PyPI version Build Status

dataclass_factory is modern way to convert dataclasses or other objects to and from more common types like dicts

TL;DR

Install

pip install dataclass_factory

Use

from dataclasses import dataclass
import dataclass_factory


@dataclass
class Book:
    title: str
    price: int
    author: str = "Unknown author"


data = {
    "title": "Fahrenheit 451",
    "price": 100,
}

factory = dataclass_factory.Factory()
book: Book = factory.load(data, Book)  # Same as Book(title="Fahrenheit 451", price=100)
serialized = factory.dump(book) 

Requirements

  • python >= 3.6

You can use dataclass_factory with python 3.6 and dataclass library installed from pip.

On python 3.7 it has no external dependencies outside of the Python standard library.

Advantages

  • No schemas or configuration needed for simple cases. Just create Factory and call load/dump methods
  • Speed.

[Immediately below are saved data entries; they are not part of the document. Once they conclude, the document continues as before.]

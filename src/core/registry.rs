//! Content-addressed string registry of one source.
//!
//! Every distinct text discovered in a scan gets one entry keyed by the MD5
//! hash of the text. The hash depends on nothing but the text, so the same
//! translation serves every occurrence and survives code moving around.

use std::{
    collections::{BTreeMap, BTreeSet},
    fs, io,
    path::Path,
};

use serde::{Deserialize, Serialize};

use super::error::{LocalizationError, Result};
use super::extract::DiscoveredString;
use super::language::Family;
use super::translation::TranslationTable;
use crate::utils::{hash_text, write_atomic};

pub const REGISTRY_FILE_NAME: &str = "strings.json";
pub const REGISTRY_VERSION: u32 = 1;

#[derive(Debug, Clone, PartialEq, Eq, PartialOrd, Ord, Hash, Serialize, Deserialize)]
pub struct Location {
    pub file: String,
    pub line: usize,
}

#[derive(Debug, Clone, PartialEq, Eq, Serialize, Deserialize)]
#[serde(rename_all = "camelCase")]
pub struct StringEntry {
    pub hash: String,
    pub text: String,
    pub locations: BTreeSet<Location>,
    pub language_families: BTreeSet<Family>,
    pub call_count: usize,
}

impl StringEntry {
    pub fn has_family(&self, family: Family) -> bool {
        self.language_families.contains(&family)
    }

    /// Distinct files the string is used in, sorted.
    pub fn files(&self) -> Vec<&str> {
        let files: BTreeSet<&str> = self.locations.iter().map(|l| l.file.as_str()).collect();
        files.into_iter().collect()
    }
}

#[derive(Debug, Serialize)]
struct RegistryFileRef<'a> {
    version: u32,
    strings: Vec<&'a StringEntry>,
}

#[derive(Debug, Deserialize)]
struct RegistryFile {
    version: u32,
    #[serde(default)]
    strings: Vec<StringEntry>,
}

/// Immutable snapshot of the strings of one source.
#[derive(Debug, Clone, Default, PartialEq, Eq)]
pub struct Registry {
    entries: BTreeMap<String, StringEntry>,
}

impl Registry {
    /// Builds a snapshot from the strings of a scan: one entry per distinct
    /// text, locations deduplicated by file and line, one call counted per
    /// occurrence.
    pub fn merge(discovered: impl IntoIterator<Item = DiscoveredString>) -> Registry {
        let mut entries: BTreeMap<String, StringEntry> = BTreeMap::new();

        for found in discovered {
            let hash = hash_text(&found.text);
            let entry = entries.entry(hash.clone()).or_insert_with(|| StringEntry {
                hash,
                text: found.text,
                locations: BTreeSet::new(),
                language_families: BTreeSet::new(),
                call_count: 0,
            });
            entry.locations.insert(Location {
                file: found.file,
                line: found.line,
            });
            entry.language_families.insert(found.family);
            entry.call_count += 1;
        }

        Registry { entries }
    }

    pub fn get(&self, hash: &str) -> Option<&StringEntry> {
        self.entries.get(hash)
    }

    pub fn contains(&self, hash: &str) -> bool {
        self.entries.contains_key(hash)
    }

    pub fn len(&self) -> usize {
        self.entries.len()
    }

    pub fn is_empty(&self) -> bool {
        self.entries.is_empty()
    }

    /// Entries ordered by hash.
    pub fn iter(&self) -> impl Iterator<Item = &StringEntry> {
        self.entries.values()
    }

    pub fn with_family(&self, family: Family) -> impl Iterator<Item = &StringEntry> {
        self.iter().filter(move |entry| entry.has_family(family))
    }

    /// Number of entries without a translation in `table`.
    pub fn count_untranslated(&self, table: &TranslationTable) -> usize {
        self.entries
            .keys()
            .filter(|hash| !table.contains(hash))
            .count()
    }

    /// Writes the snapshot to `strings.json` in `folder`.
    pub fn persist(&self, folder: &Path) -> Result<()> {
        let path = folder.join(REGISTRY_FILE_NAME);
        let file = RegistryFileRef {
            version: REGISTRY_VERSION,
            strings: self.entries.values().collect(),
        };
        let mut content = serde_json::to_string_pretty(&file).map_err(|err| {
            LocalizationError::CorruptRegistry {
                path: path.clone(),
                reason: err.to_string(),
            }
        })?;
        content.push('\n');

        write_atomic(&path, content.as_bytes()).map_err(|err| LocalizationError::io(&path, err))
    }

    /// Reads the snapshot stored in `folder`. A missing file is an empty
    /// registry; an unreadable or inconsistent one is an error.
    pub fn load(folder: &Path) -> Result<Registry> {
        let path = folder.join(REGISTRY_FILE_NAME);
        let content = match fs::read_to_string(&path) {
            Ok(content) => content,
            Err(err) if err.kind() == io::ErrorKind::NotFound => return Ok(Registry::default()),
            Err(err) => return Err(LocalizationError::io(path, err)),
        };

        let corrupt = |reason: String| LocalizationError::CorruptRegistry {
            path: path.clone(),
            reason,
        };

        let file: RegistryFile =
            serde_json::from_str(&content).map_err(|err| corrupt(err.to_string()))?;
        if file.version > REGISTRY_VERSION {
            return Err(corrupt(format!("unsupported version {}", file.version)));
        }

        let mut entries = BTreeMap::new();
        for entry in file.strings {
            if entry.hash != hash_text(&entry.text) {
                return Err(corrupt(format!(
                    "hash {} does not match its text",
                    entry.hash
                )));
            }
            entries.insert(entry.hash.clone(), entry);
        }

        Ok(Registry { entries })
    }

    /// Whether a snapshot has ever been stored in `folder`.
    pub fn exists(folder: &Path) -> bool {
        folder.join(REGISTRY_FILE_NAME).is_file()
    }
}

It is up to 10 times faster than marshmallow and dataclasses.asdict (see benchmarks)
  • Automatic name style conversion (e.g. snake_case to CamelCase)
  • Automatic skipping of "internal use" fields (with leading underscore)
  • Enums, typed dicts, tuples and lists are supported from the box
  • Unions and Optionals are supported without need to define them in schema
  • Generic dataclasses can be automatically parsed as well
  • Cyclic-referensed structures (such as linked-lists or trees) also can be converted

Usage

Parsers and serializers

To parse dict create Factory, get and use parser or just call load method

factory = Factory()  # create it only once
parser = factory.parser(Book)  # save it to reuse multiple times
book = parser(data)
# or 
book = factory.load(data, Book) 

Important: When parsing data of Union type parsing stops when no ValueError/TypeError detected. So the order of type arguments is important.

Serialization is also very simple: use serializer or load methods

factory = Factory()  # create it only once
serializer = factory.serializer(Book)  # you can reuse ot
data = serializer(book)
# or 
data = factory.dump(book, Book) 

If no class is provided in dump method it will find serializer based on real type of object.

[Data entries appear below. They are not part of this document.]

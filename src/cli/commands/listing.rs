//! Read-only listings of locales, sources and client files.

use anyhow::Result;

use super::{
    CommandResult, CommandSummary, FilesReport, LocaleRow, LocalesReport, SourceRow,
    SourcesReport,
    helper::{finish, load_localization},
};
use crate::cli::args::{FilesCommand, LocalesCommand, SourcesCommand};
use crate::core::{Locale, Namespace};

pub fn locales(cmd: LocalesCommand) -> Result<CommandResult> {
    let report = if cmd.supported {
        LocalesReport {
            namespace: None,
            locales: Locale::supported()
                .map(|locale| LocaleRow {
                    name: locale.name(),
                    label: locale.label(),
                    selected: false,
                })
                .collect(),
        }
    } else {
        let l10n = load_localization(&cmd.common)?;
        let namespace = Namespace::from(cmd.namespace);
        let selected = l10n.selected_locale(namespace).ok();
        LocalesReport {
            namespace: Some(namespace),
            locales: l10n
                .locales(namespace)
                .iter()
                .map(|locale| LocaleRow {
                    name: locale.name(),
                    label: locale.label(),
                    selected: selected == Some(*locale),
                })
                .collect(),
        }
    };

    Ok(finish(CommandSummary::Locales(report), 0, false))
}

pub fn sources(cmd: SourcesCommand) -> Result<CommandResult> {
    let l10n = load_localization(&cmd.common)?;

    let groups = l10n
        .sources_grouped()
        .into_iter()
        .map(|(group, sources)| {
            let rows = sources
                .into_iter()
                .map(|source| SourceRow {
                    id: source.id().to_string(),
                    alias: source.alias().to_string(),
                    label: source.label().to_string(),
                    roots: source.roots().to_vec(),
                    storage_folder: source.storage_folder().to_path_buf(),
                    scanned: source.is_scanned(),
                })
                .collect();
            (group.to_string(), rows)
        })
        .collect();

    Ok(finish(
        CommandSummary::Sources(SourcesReport { groups }),
        0,
        false,
    ))
}

pub fn files(cmd: FilesCommand) -> Result<CommandResult> {
    let l10n = load_localization(&cmd.common)?;

    Ok(finish(
        CommandSummary::Files(FilesReport {
            folder: l10n.client_folder().map(|f| f.to_path_buf()),
            files: l10n.artifact_list(),
        }),
        0,
        false,
    ))
}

Every parser/serializer is created when it is used (or retrieved from factory) for first time. Factory caches all created parsers and serializers so create it only once for every settings bundle.

Important: When serializing data of Union type, type arguments are ignored and serializer is detected based on real data type.

Configuring

Factory(debug_path: bool, default_schema: Schema, schemas: Dict[Type, Schema])

More verbose errors

debug_path parameter is used to enable verbose error mode.

It this mode InvalidFieldError is thrown when some dataclass field cannot be parsed. It contains field_path which is path to the field in provided data (key and indexes).

Schemas

Schema instances used to change behavior of parsing/serializing certain classes or in general.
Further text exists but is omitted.